That’s my vision for the range.
The first story, 'The Memory Box', can be pre-ordered here.
One final thought. I’m only a hired writer, I have no say in
Big Finish’s commissioning processes and would be massively overstepping the mark
if I were to speak on their behalf, but I can assure you that the Vienna
series – if it happens, which would be glorious but which is by no means
guaranteed – will not be instead of a Charlie Pollard series, or any other
series for that matter. I’m not the person to ask about that stuff, though, I
just do the typing.
Hmmm.... Maybe Charlie Pollard could turn up in the Vienna
series, married to Thomas Brewster. I’m sure that would go down well.
Sunday, 25 November 2012
Hearts And Bones
Another plug. Doctor Who: The Shadow Heart was released
earlier this month, another audio from Big Finish, this time starring Sylvester
McCoy as the seventh Doctor and guest-starring (amongst others) Chase Masterson
as intergalactic mercenary Vienna Salvatori. It’s a third part in a sort-of
trilogy, but as always with these things, it’s entirely self-explanatory, so
you don’t have to have heard the previous stories to follow what’s going on. It can be purchased here.
It’s received mixed reviews, with some viewers correctly saying
how great it is, and some reviewers being
completely mistaken. Which may sound facetious or dismissive, but as a writer
of these things, where it’s too late to change anything, that’s really the only way you can deal with reviews. You can’t flagellate
yourself for what’s past and bemoan the fact that you should have done x
instead of y; you can only shrug and move on, and maybe learn from the
experience (although the likelihood of applying that learning will be slim, as
you’re never going to write the same story twice.)
I must admit, though, to being a little disappointed, if
only because when I finished the script I was convinced it was one of the best
Doctor Who things I’d done (and I don’t always feel this way when I finish
scripts, normally I’m convinced it’s the most awful thing I’ve done).
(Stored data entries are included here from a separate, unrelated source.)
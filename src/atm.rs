//! Authentication and transaction engine.
//!
//! Every operation takes a fresh PIN: authentication is never cached between
//! operations. The account passed in is only updated once the store has
//! accepted the change, so it always mirrors the last persisted row.

use crate::account::Account;
use crate::error::Result;
use crate::lockout::{self, AuthOutcome};
use crate::store::AccountStore;
use chrono::{DateTime, Utc};
use log::debug;

/// A request made from the menu.
#[derive(Debug, Clone, Copy, PartialEq, Eq)]
pub enum Operation {
    CheckBalance,
    Deposit(u64),
    Withdraw(u64),
}

/// What happened to a request.
#[derive(Debug, Clone, Copy, PartialEq, Eq)]
pub enum Outcome {
    /// Authentication failed; nothing beyond the lockout bookkeeping changed.
    Denied(AuthOutcome),

    /// Current balance.
    Balance(u64),

    /// Deposit applied.
    Deposited { balance: u64 },

    /// Withdrawal applied; cash may be dispensed.
    Dispensed { amount: u64, balance: u64 },

    /// Withdrawal refused, balance unchanged.
    InsufficientBalance { balance: u64 },

    /// Amount was zero.
    InvalidAmount,

    /// Deposit refused because the balance would exceed
    /// [`MAX_BALANCE`](crate::account::MAX_BALANCE); balance unchanged.
    AmountTooLarge { balance: u64 },
}

/// The ATM engine, owning its account store for the length of a run.
pub struct Atm<S> {
    store: S,
}

impl<S: AccountStore> Atm<S> {
    pub fn new(store: S) -> Self {
        Atm { store }
    }

    pub fn store(&self) -> &S {
        &self.store
    }

    /// Looks up the account behind a card. `None` means an invalid card.
    pub fn insert_card(&self, card_id: &str) -> Result<Option<Account>> {
        self.store.get(card_id)
    }

    /// Checks a PIN now and persists any lockout bookkeeping.
    pub fn authenticate(&self, account: &mut Account, pin: u32) -> Result<AuthOutcome> {
        self.authenticate_at(account, pin, Utc::now())
    }

    /// Checks a PIN as of `now` and persists any lockout bookkeeping.
    pub fn authenticate_at(
        &self,
        account: &mut Account,
        pin: u32,
        now: DateTime<Utc>,
    ) -> Result<AuthOutcome> {
        let mut working = account.clone();
        let outcome = lockout::authenticate(&mut working, pin, now);

        if outcome.requires_save() {
            self.store.save(&working)?;
            *account = working;
        }

        Ok(outcome)
    }

    /// Authenticates and then runs `op`.
    pub fn execute(&self, account: &mut Account, pin: u32, op: Operation) -> Result<Outcome> {
        self.execute_at(account, pin, op, Utc::now())
    }

    /// Authenticates as of `now` and then runs `op`.
    ///
    /// The authentication result is persisted before the operation runs, so a
    /// storage failure during the operation leaves the lockout state saved and
    /// the balance untouched.
    pub fn execute_at(
        &self,
        account: &mut Account,
        pin: u32,
        op: Operation,
        now: DateTime<Utc>,
    ) -> Result<Outcome> {
        let auth = self.authenticate_at(account, pin, now)?;
        if !auth.is_accepted() {
            return Ok(Outcome::Denied(auth));
        }

        match op {
            Operation::CheckBalance => Ok(Outcome::Balance(account.balance)),
            Operation::Deposit(amount) => self.deposit(account, amount),
            Operation::Withdraw(amount) => self.withdraw(account, amount),
        }
    }

    fn deposit(&self, account: &mut Account, amount: u64) -> Result<Outcome> {
        if amount == 0 {
            return Ok(Outcome::InvalidAmount);
        }

        let mut working = account.clone();
        if !working.deposit(amount) {
            debug!(
                "Card {}: deposit of {} refused (balance limit)",
                account.card_id, amount
            );
            return Ok(Outcome::AmountTooLarge {
                balance: account.balance,
            });
        }

        self.store.save(&working)?;
        *account = working;
        debug!("Card {}: deposited {}", account.card_id, amount);

        Ok(Outcome::Deposited {
            balance: account.balance,
        })
    }

    fn withdraw(&self, account: &mut Account, amount: u64) -> Result<Outcome> {
        if amount == 0 {
            return Ok(Outcome::InvalidAmount);
        }

        let mut working = account.clone();
        if !working.withdraw(amount) {
            debug!(
                "Card {}: withdrawal of {} refused (insufficient balance)",
                account.card_id, amount
            );
            return Ok(Outcome::InsufficientBalance {
                balance: account.balance,
            });
        }

        self.store.save(&working)?;
        *account = working;
        debug!("Card {}: withdrew {}", account.card_id, amount);

        Ok(Outcome::Dispensed {
            amount,
            balance: account.balance,
        })
    }
}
I’d put more
thought and effort into writing it than usual (and the usual amount is already
far too much) and, in particular, I’d tried to pack in as many weird, wonderful
and original ideas as possible in order to give the punter value for money.
After the first two stories in the trilogy had been quite dry and serious and had
been told on a quite constrained canvas, I wanted my story to explode, be epic, be
colourful. To be different. To not just be More Of The Same.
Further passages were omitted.